Ora, numa tarde chuvosa de sábado, esbocei uma série de exercícios, peguei no meu material e fui pintar para um café. Passei uma tarde inteira entre café, aguarelas, podcasts e torradas com compota. Depois de passar quase três horas a pintar percebi os progressos que tinha feito naquele bocadinho: nunca antes tinha pensado que, por vezes é preciso um tempo de aquecimento, uma determinação para várias horas, um ambiente livre e uma boa luz para detectarmos progressos. Não me interpretem mal, mas a verdade é que, por vezes, o período de aula não é paciente connosco, é demasiado consciente, algo condescendente connosco… Confronta-nos. Aquela experiência mostrou-me que, depois do conhecimento básico, da primeira descoberta, é preciso predispormo-nos para saber mais. E, correndo o risco que vos desiludir com aquilo que parece um velho cliché, a única coisa que podemos fazer para evoluir é pintar, pintar, pintar. Não ficar com a dúvida da peça anterior e testá-la na seguinte, minutos depois. Não deixar que arrefeça a dúvida no espaço qua vai entre pintar um e outro quadro. Ao longo de uma sessão de trabalho, a mente vai trabalhando sozinha. O processo não é tão consciente quanto uma metódica como eu gostaria mas a dúvida nunca deve existir.

Do you remember this post?
My experience with gouache was fascinating. I don’t think I’ll use it in many cases. For now, I still feel that watercolor and oil are my favorites, even though  watercolor is a big challenge for me. However, I understood that I enjoy working gouache in certain situations and I believe that for illustrators it can be a very interesting experience. Studies, overlapping layers, illustrations imitating serigraphy… the options are endless and gouache can be so much more interesting than I imagined!

Soon after, it was time to work with watercolour. And it was in that moment that my discoveries were of a very “different” kind. As usual, with the watercolour, I was not expecting anything else… I just did not know exactly what to expect! I already knew some techniques from the work I have done before so, at first I was somewhat disappointed with what I was learning. Clearly I was at least a little more aware of the technique than my colleagues since my prior knowledge was slightly bigger. And watching them progress was fascinating. Looking at their work and seeing in their faces the expression of discovery was, by itself, a great experience. But what about me? For some time I did not see myself walking at the same pace, even though I discovered new ways of painting, new techniques. Well, this was one thing. The other thing was that, at one point I had less time to paint. I wanted more but I was not having the moments of dedication that justified my demand.

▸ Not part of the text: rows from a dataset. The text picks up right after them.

//! Client for a remote race-strategy optimizer: catalog-driven selection,
//! a single-flight request controller and a proportional stint timeline.

pub mod backend;
pub mod catalog;
pub mod config;
pub mod console;
pub mod controller;
pub mod error;
pub mod selection;
pub mod summary;
pub mod timeline;
pub mod types;

pub use backend::{HttpBackend, OptimizerBackend};
pub use controller::{OptimizationController, RequestState};
pub use error::{NotFoundError, OptimizeError};
pub use selection::{Selection, SelectionState};
pub use timeline::{render_timeline, TimelineView};
pub use types::{Circuit, Compound, Driver, OptimizationResult, Stint, Strategy};
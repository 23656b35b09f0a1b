use serde::{Deserialize, Serialize};
use std::{fmt, str::FromStr};

use crate::error::OptimizeError;

// ---------- Reference data ----------

#[derive(Debug, Clone, Copy, PartialEq, Eq)]
pub struct Driver {
    pub id: &'static str,
    pub display_name: &'static str,
}

#[derive(Debug, Clone, Copy, PartialEq, Eq)]
pub struct Circuit {
    pub name: &'static str,
    pub image_key: &'static str,
    pub lap_count: u32,
}

impl Circuit {
    /// Asset path handed to whatever serves the track images.
    pub fn image_path(&self) -> String {
        format!("tracks/{}", self.image_key)
    }
}

// ---------- Strategy data ----------

#[derive(Debug, Clone, Copy, PartialEq, Eq, Hash)]
pub enum Compound {
    Soft,
    Medium,
    Hard,
}

impl Compound {
    pub const ALL: [Compound; 3] = [Compound::Soft, Compound::Medium, Compound::Hard];

    pub fn as_str(&self) -> &'static str {
        match self {
            Compound::Soft => "SOFT",
            Compound::Medium => "MEDIUM",
            Compound::Hard => "HARD",
        }
    }

    pub fn color_class(&self) -> &'static str {
        match self {
            Compound::Soft => "soft",
            Compound::Medium => "medium",
            Compound::Hard => "hard",
        }
    }
}

impl fmt::Display for Compound {
    fn fmt(&self, f: &mut fmt::Formatter<'_>) -> fmt::Result {
        f.write_str(self.as_str())
    }
}

#[derive(Debug, Clone, PartialEq, Eq)]
pub struct UnknownCompound(pub String);

impl fmt::Display for UnknownCompound {
    fn fmt(&self, f: &mut fmt::Formatter<'_>) -> fmt::Result {
        write!(f, "unknown tyre compound '{}'", self.0)
    }
}

impl std::error::Error for UnknownCompound {}

impl FromStr for Compound {
    type Err = UnknownCompound;

    fn from_str(s: &str) -> Result<Self, Self::Err> {
        let s = s.trim();
        Compound::ALL
            .into_iter()
            .find(|c| c.as_str().eq_ignore_ascii_case(s))
            .ok_or_else(|| UnknownCompound(s.to_string()))
    }
}

#[derive(Debug, Clone, Copy, PartialEq, Eq)]
pub struct Stint {
    pub compound: Compound,
    pub length: u32, // laps, always > 0
}

impl Stint {
    pub fn new(compound: Compound, length: u32) -> Self {
        Self { compound, length }
    }
}

#[derive(Debug, Clone, PartialEq)]
pub struct Strategy {
    pub stints: Vec<Stint>,
    pub total_time_s: f64,
}

impl Strategy {
    pub fn total_laps(&self) -> u32 {
        self.stints.iter().map(|s| s.length).sum()
    }

    pub fn pit_stops(&self) -> usize {
        self.stints.len().saturating_sub(1)
    }
}

#[derive(Debug, Clone, PartialEq)]
pub struct OptimizationResult {
    pub best: Strategy,
    /// Ranked by the service, best first. Shown as received.
    pub alternatives: Vec<Strategy>,
    pub driver_pace_delta: Option<f64>,
    pub track_laps: Option<u32>,
    /// Inclusive (start, end) laps.
    pub safety_car_periods: Vec<(u32, u32)>,
}

// ---------- Wire types ----------

#[derive(Serialize, Deserialize, Debug, Clone, PartialEq, Eq)]
pub struct OptimizeRequest {
    pub driver: String,
    pub track: String,
}

#[derive(Deserialize, Debug)]
pub struct OptimizeResponse {
    pub best_strategy: WireStrategy,
    pub top_5_strategies: Option<Vec<WireStrategy>>,
    pub driver_delta: Option<f64>,
    pub track_laps: Option<i64>,
    pub safety_car_periods: Option<Vec<(i64, i64)>>,
}

#[derive(Deserialize, Debug)]
pub struct WireStrategy {
    pub strategy: Vec<WireStint>,
    pub total_time: f64,
}

#[derive(Deserialize, Debug)]
pub struct WireStint {
    pub compound: String,
    pub length: i64,
}

fn malformed(msg: impl Into<String>) -> OptimizeError {
    OptimizeError::MalformedResponse(msg.into())
}

fn positive_laps(value: i64, what: &str) -> Result<u32, OptimizeError> {
    match u32::try_from(value) {
        Ok(v) if v > 0 => Ok(v),
        _ => Err(malformed(format!("{what} must be a positive lap count, got {value}"))),
    }
}

impl TryFrom<WireStint> for Stint {
    type Error = OptimizeError;

    fn try_from(raw: WireStint) -> Result<Self, Self::Error> {
        let compound = raw
            .compound
            .parse::<Compound>()
            .map_err(|e| malformed(e.to_string()))?;
        let length = positive_laps(raw.length, "stint length")?;
        Ok(Stint { compound, length })
    }
}

impl TryFrom<WireStrategy> for Strategy {
    type Error = OptimizeError;

    fn try_from(raw: WireStrategy) -> Result<Self, Self::Error> {
        if !raw.total_time.is_finite() {
            return Err(malformed("total_time is not a finite number"));
        }
        let stints = raw
            .strategy
            .into_iter()
            .map(Stint::try_from)
            .collect::<Result<Vec<_>, _>>()?;
        Ok(Strategy {
            stints,
            total_time_s: raw.total_time,
        })
    }
}

impl TryFrom<OptimizeResponse> for OptimizationResult {
    type Error = OptimizeError;

    fn try_from(raw: OptimizeResponse) -> Result<Self, Self::Error> {
        let best = Strategy::try_from(raw.best_strategy)?;
        if best.stints.is_empty() {
            return Err(malformed("best_strategy has no stints"));
        }
        let alternatives = raw
            .top_5_strategies
            .unwrap_or_default()
            .into_iter()
            .map(Strategy::try_from)
            .collect::<Result<Vec<_>, _>>()?;
        let driver_pace_delta = match raw.driver_delta {
            Some(d) if !d.is_finite() => return Err(malformed("driver_delta is not finite")),
            other => other,
        };
        let track_laps = raw
            .track_laps
            .map(|laps| positive_laps(laps, "track_laps"))
            .transpose()?;
        let safety_car_periods = raw
            .safety_car_periods
            .unwrap_or_default()
            .into_iter()
            .map(|(start, end)| {
                let start = positive_laps(start, "safety car start")?;
                let end = positive_laps(end, "safety car end")?;
                if end < start {
                    return Err(malformed(format!("safety car period {start}-{end} is reversed")));
                }
                Ok((start, end))
            })
            .collect::<Result<Vec<_>, _>>()?;

        Ok(OptimizationResult {
            best,
            alternatives,
            driver_pace_delta,
            track_laps,
            safety_car_periods,
        })
    }
}

impl OptimizationResult {
    /// Parse and validate a raw response body.
    pub fn from_json(body: &[u8]) -> Result<Self, OptimizeError> {
        let raw: OptimizeResponse =
            serde_json::from_slice(body).map_err(|e| malformed(e.to_string()))?;
        Self::try_from(raw)
    }
}
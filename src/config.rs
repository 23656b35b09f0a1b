use serde::Deserialize;
use std::{fs, path::Path, time::Duration};
use thiserror::Error;

pub const DEFAULT_API_BASE: &str = "https://f1-strategy-simulator.onrender.com";

pub const API_BASE_VAR: &str = "STRATEGY_API_BASE";
pub const CONFIG_PATH_VAR: &str = "STRATEGY_CONFIG";
pub const TIMEOUT_VAR: &str = "STRATEGY_TIMEOUT_SECS";
pub const BAR_WIDTH_VAR: &str = "STRATEGY_BAR_WIDTH";

#[derive(Error, Debug)]
pub enum ConfigError {
    #[error("failed to read config at {path}: {source}")]
    Read {
        path: String,
        #[source]
        source: std::io::Error,
    },

    #[error("failed to parse config at {path}: {source}")]
    Parse {
        path: String,
        #[source]
        source: serde_json::Error,
    },

    #[error("invalid value for {key}: '{value}'")]
    InvalidValue { key: &'static str, value: String },
}

#[derive(Deserialize, Debug, Clone, PartialEq)]
#[serde(default)]
pub struct ClientConfig {
    pub api_base: String,
    /// Unset means wait for the optimizer indefinitely.
    pub request_timeout_secs: Option<u64>,
    pub bar_width: usize,
}

impl Default for ClientConfig {
    fn default() -> Self {
        Self {
            api_base: DEFAULT_API_BASE.to_string(),
            request_timeout_secs: None,
            bar_width: 60,
        }
    }
}

impl ClientConfig {
    pub fn load() -> Result<Self, ConfigError> {
        Self::from_lookup(|key| std::env::var(key).ok())
    }

    /// File values first (if `STRATEGY_CONFIG` is set), then env overrides.
    pub fn from_lookup(lookup: impl Fn(&str) -> Option<String>) -> Result<Self, ConfigError> {
        let mut cfg = match lookup(CONFIG_PATH_VAR) {
            Some(path) => Self::from_file(&path)?,
            None => Self::default(),
        };

        if let Some(base) = lookup(API_BASE_VAR) {
            cfg.api_base = base;
        }
        if let Some(raw) = lookup(TIMEOUT_VAR) {
            let secs = raw
                .trim()
                .parse()
                .map_err(|_| ConfigError::InvalidValue { key: TIMEOUT_VAR, value: raw.clone() })?;
            cfg.request_timeout_secs = Some(secs);
        }
        if let Some(raw) = lookup(BAR_WIDTH_VAR) {
            cfg.bar_width = raw
                .trim()
                .parse()
                .map_err(|_| ConfigError::InvalidValue { key: BAR_WIDTH_VAR, value: raw.clone() })?;
        }

        cfg.validate()?;
        Ok(cfg)
    }

    pub fn from_file(path: impl AsRef<Path>) -> Result<Self, ConfigError> {
        let path = path.as_ref();
        let data = fs::read_to_string(path).map_err(|source| ConfigError::Read {
            path: path.display().to_string(),
            source,
        })?;
        serde_json::from_str(&data).map_err(|source| ConfigError::Parse {
            path: path.display().to_string(),
            source,
        })
    }

    fn validate(&self) -> Result<(), ConfigError> {
        if !(self.api_base.starts_with("http://") || self.api_base.starts_with("https://")) {
            return Err(ConfigError::InvalidValue { key: "api_base", value: self.api_base.clone() });
        }
        if self.request_timeout_secs == Some(0) {
            return Err(ConfigError::InvalidValue { key: "request_timeout_secs", value: "0".into() });
        }
        if self.bar_width < 10 {
            return Err(ConfigError::InvalidValue {
                key: "bar_width",
                value: self.bar_width.to_string(),
            });
        }
        Ok(())
    }

    pub fn request_timeout(&self) -> Option<Duration> {
        self.request_timeout_secs.map(Duration::from_secs)
    }
}
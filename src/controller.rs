use std::{panic::AssertUnwindSafe, sync::Arc};

use futures::FutureExt;
use parking_lot::Mutex;
use tokio::sync::Notify;

use crate::backend::OptimizerBackend;
use crate::catalog;
use crate::error::OptimizeError;
use crate::selection::Selection;
use crate::types::{OptimizationResult, OptimizeRequest};

#[derive(Debug, Clone, PartialEq, Default)]
pub enum RequestState {
    #[default]
    Idle,
    InFlight,
    Succeeded(OptimizationResult),
    Failed(String),
}

impl RequestState {
    pub fn is_in_flight(&self) -> bool {
        matches!(self, RequestState::InFlight)
    }

    pub fn result(&self) -> Option<&OptimizationResult> {
        match self {
            RequestState::Succeeded(r) => Some(r),
            _ => None,
        }
    }

    /// Pure lifecycle step. Triggers while in flight and settlements that
    /// arrive outside a request leave the state untouched.
    pub fn transition(self, event: Event) -> (RequestState, Effect) {
        match (self, event) {
            (RequestState::InFlight, Event::Trigger) => (RequestState::InFlight, Effect::None),
            (_, Event::Trigger) => (RequestState::InFlight, Effect::Dispatch),
            (RequestState::InFlight, Event::Settled(Ok(result))) => {
                (RequestState::Succeeded(result), Effect::None)
            }
            (RequestState::InFlight, Event::Settled(Err(e))) => {
                (RequestState::Failed(e.user_message().to_string()), Effect::None)
            }
            (state, Event::Settled(_)) => (state, Effect::None),
        }
    }
}

#[derive(Debug)]
pub enum Event {
    Trigger,
    Settled(Result<OptimizationResult, OptimizeError>),
}

#[derive(Debug, Clone, Copy, PartialEq, Eq)]
pub enum Effect {
    None,
    Dispatch,
}

// ---------- Controller ----------

pub struct OptimizationController<B> {
    backend: Arc<B>,
    state: Arc<Mutex<RequestState>>,
    settled: Arc<Notify>,
}

impl<B> Clone for OptimizationController<B> {
    fn clone(&self) -> Self {
        Self {
            backend: self.backend.clone(),
            state: self.state.clone(),
            settled: self.settled.clone(),
        }
    }
}

impl<B: OptimizerBackend> OptimizationController<B> {
    pub fn new(backend: B) -> Self {
        Self {
            backend: Arc::new(backend),
            state: Arc::new(Mutex::new(RequestState::Idle)),
            settled: Arc::new(Notify::new()),
        }
    }

    pub fn state(&self) -> RequestState {
        self.state.lock().clone()
    }

    fn apply(&self, event: Event) -> Effect {
        let mut state = self.state.lock();
        let current = std::mem::take(&mut *state);
        let (next, effect) = current.transition(event);
        *state = next;
        effect
    }

    /// Starts a request for `selection` unless one is already outstanding.
    /// Returns whether a request was started. Must be called inside a tokio
    /// runtime; the outcome lands in [`state`](Self::state).
    pub fn optimize(&self, selection: &Selection) -> bool {
        if self.apply(Event::Trigger) != Effect::Dispatch {
            tracing::debug!("optimize ignored: a request is already in flight");
            return false;
        }

        let driver = match catalog::lookup_driver(&selection.driver_id) {
            Ok(d) => d,
            Err(e) => {
                self.settle(Err(e.into()));
                return true;
            }
        };

        let request = OptimizeRequest {
            driver: driver.display_name.to_string(),
            track: selection.circuit.name.to_string(),
        };
        tracing::info!("optimizing driver={} track={}", request.driver, request.track);

        let this = self.clone();
        tokio::spawn(async move {
            let call = this.backend.optimize(request);
            let outcome = match AssertUnwindSafe(call).catch_unwind().await {
                Ok(outcome) => outcome,
                Err(_) => Err(OptimizeError::Transport("optimizer call panicked".to_string())),
            };
            this.settle(outcome);
        });
        true
    }

    fn settle(&self, outcome: Result<OptimizationResult, OptimizeError>) {
        match &outcome {
            Ok(r) => tracing::info!(
                "optimization done: best={:.2}s stints={} alternatives={}",
                r.best.total_time_s,
                r.best.stints.len(),
                r.alternatives.len()
            ),
            Err(e) => tracing::error!("optimization failed ({}): {}", e.kind(), e),
        }
        self.apply(Event::Settled(outcome));
        self.settled.notify_waiters();
    }

    /// Resolves with the current state as soon as nothing is in flight.
    pub async fn wait_settled(&self) -> RequestState {
        loop {
            let notified = self.settled.notified();
            tokio::pin!(notified);
            notified.as_mut().enable();

            let state = self.state();
            if !state.is_in_flight() {
                return state;
            }
            notified.await;
        }
    }
}

#[cfg(test)]
mod tests {
    use super::*;
    use crate::error::{NotFoundError, FAILURE_REASON};
    use crate::types::{Compound, Stint, Strategy};
    use std::sync::atomic::{AtomicUsize, Ordering};

    fn one_stop() -> OptimizationResult {
        OptimizationResult {
            best: Strategy {
                stints: vec![Stint::new(Compound::Soft, 20), Stint::new(Compound::Hard, 37)],
                total_time_s: 5301.12,
            },
            alternatives: vec![],
            driver_pace_delta: None,
            track_laps: Some(57),
            safety_car_periods: vec![],
        }
    }

    struct FakeBackend {
        calls: AtomicUsize,
        requests: Mutex<Vec<OptimizeRequest>>,
        gate: Notify,
        outcome: Result<OptimizationResult, OptimizeError>,
        explode: bool,
    }

    impl FakeBackend {
        fn new(outcome: Result<OptimizationResult, OptimizeError>) -> Self {
            Self {
                calls: AtomicUsize::new(0),
                requests: Mutex::new(Vec::new()),
                gate: Notify::new(),
                outcome,
                explode: false,
            }
        }
    }

    impl OptimizerBackend for Arc<FakeBackend> {
        async fn optimize(
            &self,
            request: OptimizeRequest,
        ) -> Result<OptimizationResult, OptimizeError> {
            self.calls.fetch_add(1, Ordering::SeqCst);
            self.requests.lock().push(request);
            if self.explode {
                panic!("optimizer exploded");
            }
            self.gate.notified().await;
            self.outcome.clone()
        }
    }

    #[test]
    fn transition_table() {
        let (s, e) = RequestState::Idle.transition(Event::Trigger);
        assert_eq!((s, e), (RequestState::InFlight, Effect::Dispatch));

        let (s, e) = RequestState::InFlight.transition(Event::Trigger);
        assert_eq!((s, e), (RequestState::InFlight, Effect::None));

        let (s, e) = RequestState::InFlight.transition(Event::Settled(Ok(one_stop())));
        assert_eq!((s, e), (RequestState::Succeeded(one_stop()), Effect::None));

        let (s, _) = RequestState::InFlight
            .transition(Event::Settled(Err(OptimizeError::Transport("reset".into()))));
        assert_eq!(s, RequestState::Failed(FAILURE_REASON.to_string()));

        // A new trigger clears the previous result.
        let (s, e) = RequestState::Succeeded(one_stop()).transition(Event::Trigger);
        assert_eq!((s, e), (RequestState::InFlight, Effect::Dispatch));
        let (s, e) = RequestState::Failed("x".into()).transition(Event::Trigger);
        assert_eq!((s, e), (RequestState::InFlight, Effect::Dispatch));

        let (s, _) = RequestState::Idle.transition(Event::Settled(Ok(one_stop())));
        assert_eq!(s, RequestState::Idle);
    }

    #[tokio::test]
    async fn second_trigger_while_in_flight_is_ignored() {
        let backend = Arc::new(FakeBackend::new(Ok(one_stop())));
        let controller = OptimizationController::new(backend.clone());

        let first = Selection { driver_id: "HAM".into(), ..Selection::default() };
        let second = Selection {
            circuit: catalog::lookup_circuit("Monaco").unwrap(),
            ..Selection::default()
        };

        assert!(controller.optimize(&first));
        assert_eq!(controller.state(), RequestState::InFlight);
        assert!(!controller.optimize(&second));

        backend.gate.notify_one();
        let state = controller.wait_settled().await;

        assert_eq!(state, RequestState::Succeeded(one_stop()));
        assert_eq!(backend.calls.load(Ordering::SeqCst), 1);
        assert_eq!(
            backend.requests.lock()[0],
            OptimizeRequest { driver: "Lewis Hamilton".into(), track: "Bahrain".into() }
        );
    }

    #[tokio::test]
    async fn unknown_driver_fails_without_calling_backend() {
        let backend = Arc::new(FakeBackend::new(Ok(one_stop())));
        let controller = OptimizationController::new(backend.clone());

        let selection = Selection { driver_id: "XXX".into(), ..Selection::default() };
        assert!(controller.optimize(&selection));

        assert_eq!(controller.state(), RequestState::Failed(FAILURE_REASON.to_string()));
        assert_eq!(backend.calls.load(Ordering::SeqCst), 0);
    }

    #[tokio::test]
    async fn backend_error_settles_as_generic_failure() {
        let backend = Arc::new(FakeBackend::new(Err(OptimizeError::Backend {
            status: 502,
            body: "upstream model crashed".into(),
        })));
        let controller = OptimizationController::new(backend.clone());

        controller.optimize(&Selection::default());
        backend.gate.notify_one();
        let state = controller.wait_settled().await;

        assert_eq!(state, RequestState::Failed(FAILURE_REASON.to_string()));
        assert!(state.result().is_none());
    }

    #[tokio::test]
    async fn panicking_backend_never_leaves_request_in_flight() {
        let mut fake = FakeBackend::new(Ok(one_stop()));
        fake.explode = true;
        let controller = OptimizationController::new(Arc::new(fake));

        controller.optimize(&Selection::default());
        let state = controller.wait_settled().await;
        assert_eq!(state, RequestState::Failed(FAILURE_REASON.to_string()));

        // Still usable afterwards.
        assert!(controller.optimize(&Selection::default()));
    }

    #[tokio::test]
    async fn wait_settled_returns_immediately_when_idle() {
        let controller = OptimizationController::new(Arc::new(FakeBackend::new(Err(
            NotFoundError { kind: "driver", key: "n/a".into() }.into(),
        ))));
        assert_eq!(controller.wait_settled().await, RequestState::Idle);
    }
}
use anyhow::Context;
use tracing_subscriber::EnvFilter;

use pit_strategy_client::{
    config::ClientConfig, console, HttpBackend, OptimizationController, SelectionState,
};

#[tokio::main]
async fn main() -> anyhow::Result<()> {
    // stdout belongs to the console.
    tracing_subscriber::fmt()
        .with_env_filter(EnvFilter::try_from_default_env().unwrap_or_else(|_| EnvFilter::new("info")))
        .with_writer(std::io::stderr)
        .init();

    let cfg = ClientConfig::load().context("failed to load client configuration")?;
    match cfg.request_timeout() {
        Some(t) => tracing::info!("optimizer at {} (timeout {:?})", cfg.api_base, t),
        None => tracing::info!("optimizer at {} (no timeout)", cfg.api_base),
    }

    let backend = HttpBackend::new(&cfg.api_base, cfg.request_timeout())
        .context("failed to set up optimizer client")?;
    let controller = OptimizationController::new(backend);
    let mut selection = SelectionState::default();

    console::run(&controller, &mut selection, &cfg).await
}
//! Exercise catalog - muscle groups and the default exercise templates

use std::fmt;
use std::str::FromStr;

use rusqlite::types::{FromSql, FromSqlError, FromSqlResult, ToSql, ToSqlOutput, ValueRef};
use serde::{Deserialize, Serialize};

/// Muscle groups used to bucket exercises and plan routine days
#[derive(Debug, Clone, Copy, Serialize, Deserialize, PartialEq, Eq, Hash, PartialOrd, Ord)]
#[serde(try_from = "String")]
pub enum MuscleGroup {
    Biceps,
    Back,
    Triceps,
    Shoulders,
    Legs,
    Glutes,
    Chest,
    Calves,
    Abs,
}

impl MuscleGroup {
    pub fn as_str(&self) -> &'static str {
        match self {
            MuscleGroup::Biceps => "Biceps",
            MuscleGroup::Back => "Back",
            MuscleGroup::Triceps => "Triceps",
            MuscleGroup::Shoulders => "Shoulders",
            MuscleGroup::Legs => "Legs",
            MuscleGroup::Glutes => "Glutes",
            MuscleGroup::Chest => "Chest",
            MuscleGroup::Calves => "Calves",
            MuscleGroup::Abs => "Abs",
        }
    }

    /// All muscle groups for iteration
    pub fn all() -> &'static [MuscleGroup] {
        &[
            MuscleGroup::Biceps,
            MuscleGroup::Back,
            MuscleGroup::Triceps,
            MuscleGroup::Shoulders,
            MuscleGroup::Legs,
            MuscleGroup::Glutes,
            MuscleGroup::Chest,
            MuscleGroup::Calves,
            MuscleGroup::Abs,
        ]
    }
}

impl fmt::Display for MuscleGroup {
    fn fmt(&self, f: &mut fmt::Formatter<'_>) -> fmt::Result {
        f.pad(self.as_str())
    }
}

impl FromStr for MuscleGroup {
    type Err = String;

    fn from_str(s: &str) -> Result<Self, Self::Err> {
        MuscleGroup::all()
            .iter()
            .find(|g| g.as_str().eq_ignore_ascii_case(s))
            .copied()
            .ok_or_else(|| format!("unknown muscle group: {}", s))
    }
}

impl TryFrom<String> for MuscleGroup {
    type Error = String;

    fn try_from(value: String) -> Result<Self, Self::Error> {
        value.parse()
    }
}

impl ToSql for MuscleGroup {
    fn to_sql(&self) -> rusqlite::Result<ToSqlOutput<'_>> {
        Ok(ToSqlOutput::from(self.as_str()))
    }
}

impl FromSql for MuscleGroup {
    fn column_result(value: ValueRef<'_>) -> FromSqlResult<Self> {
        let text = value.as_str()?;
        text.parse().map_err(|e: String| FromSqlError::Other(e.into()))
    }
}

/// Catalog template copied into every new account
#[derive(Debug, Clone)]
pub struct CatalogExercise {
    pub name: &'static str,
    pub muscle_group: MuscleGroup,
    pub link: Option<&'static str>,
}

const fn ex(name: &'static str, muscle_group: MuscleGroup) -> CatalogExercise {
    CatalogExercise { name, muscle_group, link: None }
}

/// Built-in default catalog, used to seed an empty `default_exercises` table
pub const DEFAULT_EXERCISES: &[CatalogExercise] = &[
    // Biceps
    ex("Barbell Curl", MuscleGroup::Biceps),
    ex("Dumbbell Curl", MuscleGroup::Biceps),
    ex("Hammer Curl", MuscleGroup::Biceps),
    ex("Preacher Curl", MuscleGroup::Biceps),
    ex("Cable Curl", MuscleGroup::Biceps),
    // Back
    ex("Pull-Up", MuscleGroup::Back),
    ex("Lat Pulldown", MuscleGroup::Back),
    ex("Barbell Row", MuscleGroup::Back),
    ex("Seated Cable Row", MuscleGroup::Back),
    ex("Single-Arm Dumbbell Row", MuscleGroup::Back),
    // Triceps
    ex("Triceps Pushdown", MuscleGroup::Triceps),
    ex("Skull Crusher", MuscleGroup::Triceps),
    ex("Overhead Triceps Extension", MuscleGroup::Triceps),
    ex("Close-Grip Bench Press", MuscleGroup::Triceps),
    ex("Dips", MuscleGroup::Triceps),
    // Shoulders
    ex("Overhead Press", MuscleGroup::Shoulders),
    ex("Dumbbell Shoulder Press", MuscleGroup::Shoulders),
    ex("Lateral Raise", MuscleGroup::Shoulders),
    ex("Rear Delt Fly", MuscleGroup::Shoulders),
    ex("Face Pull", MuscleGroup::Shoulders),
    // Legs
    ex("Back Squat", MuscleGroup::Legs),
    ex("Leg Press", MuscleGroup::Legs),
    ex("Romanian Deadlift", MuscleGroup::Legs),
    ex("Walking Lunge", MuscleGroup::Legs),
    ex("Leg Extension", MuscleGroup::Legs),
    ex("Leg Curl", MuscleGroup::Legs),
    // Glutes
    ex("Hip Thrust", MuscleGroup::Glutes),
    ex("Glute Bridge", MuscleGroup::Glutes),
    ex("Cable Kickback", MuscleGroup::Glutes),
    ex("Bulgarian Split Squat", MuscleGroup::Glutes),
    // Chest
    ex("Bench Press", MuscleGroup::Chest),
    ex("Incline Dumbbell Press", MuscleGroup::Chest),
    ex("Cable Fly", MuscleGroup::Chest),
    ex("Push-Up", MuscleGroup::Chest),
    ex("Chest Press Machine", MuscleGroup::Chest),
    // Calves
    ex("Standing Calf Raise", MuscleGroup::Calves),
    ex("Seated Calf Raise", MuscleGroup::Calves),
    ex("Donkey Calf Raise", MuscleGroup::Calves),
    // Abs
    ex("Plank", MuscleGroup::Abs),
    ex("Hanging Leg Raise", MuscleGroup::Abs),
    ex("Cable Crunch", MuscleGroup::Abs),
    ex("Ab Wheel Rollout", MuscleGroup::Abs),
];

/// Catalog entries for one muscle group
pub fn catalog_for(group: MuscleGroup) -> impl Iterator<Item = &'static CatalogExercise> {
    DEFAULT_EXERCISES.iter().filter(move |e| e.muscle_group == group)
}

So, on a rainy Saturday afternoon, I sketched a series of exercises, took my stuff and went to paint to a coffee shop. I spent the entire afternoon immersed in coffee, watercolours, podcasts and toast with jam. After spending almost three hours painting I realized the progress I had made: first of all I had never before thought that sometimes it takes a warm-up time to make it work, a determination or openness for several hours of dedication, a free environment and a good light to detect progress. Don’t get me wrong: the truth is that sometimes the class period is not patient with us, is too conscious, somewhat condescending with us… it confront us. That makes it necessary to work at home. That experience showed me that, after the basic knowledge, the first discovery, we must be inclined, predisposed to know more. And, taking the risk of disappointing you with what looks like an old cliche, the only thing we can do to evolve from that point on is to paint, paint, paint. Do not forget the doubts about your last piece and try them on the next, minutes later. Do not let them cool in the space that goes between paintings. Throughout a work session, the mind works by itself, all alone, no control. The process is not as conscious as a methodical one as I would like but the doubt must never exist.